= Beginning of Section =

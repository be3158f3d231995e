pub const OTHER_GENRE: &str = "Other";

// Checked top to bottom; the first rule with a matching term wins.
const GENRE_RULES: &[(&str, &[&str])] = &[
    ("Hip-Hop", &["hip-hop", "hip hop", "hiphop", "rap", "trap"]),
    ("R&B", &["r&b", "rnb"]),
    (
        "Electronic",
        &["electronic", "edm", "techno", "house", "trance", "dubstep"],
    ),
    ("Rock", &["rock", "alternative", "grunge", "punk"]),
    ("Pop", &["pop", "synthpop"]),
    ("Jazz", &["jazz", "swing", "bebop"]),
    (
        "Classical",
        &["classical", "orchestral", "symphony", "baroque", "opera"],
    ),
    ("Country", &["country", "bluegrass"]),
    ("Metal", &["metal"]),
    ("Reggae", &["reggae", "ska", "dancehall"]),
    ("Latin", &["latin", "salsa", "bachata", "reggaeton", "tango"]),
];

/// Maps a raw genre tag onto the fixed browse taxonomy.
pub fn normalize_genre(raw: Option<&str>) -> &'static str {
    let lower = match raw.map(str::trim) {
        Some(value) if !value.is_empty() => value.to_lowercase(),
        _ => return OTHER_GENRE,
    };
    for &(label, terms) in GENRE_RULES {
        if terms.iter().any(|term| lower.contains(*term)) {
            return label;
        }
    }
    OTHER_GENRE
}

= End of Section =

■ EXERCISE
Copy out each line of the listing that contains the word "const".

■ RESULT OF THIS TASK
pub const OTHER_GENRE: &str = "Other";
const GENRE_RULES: &[(&str, &[&str])] = &[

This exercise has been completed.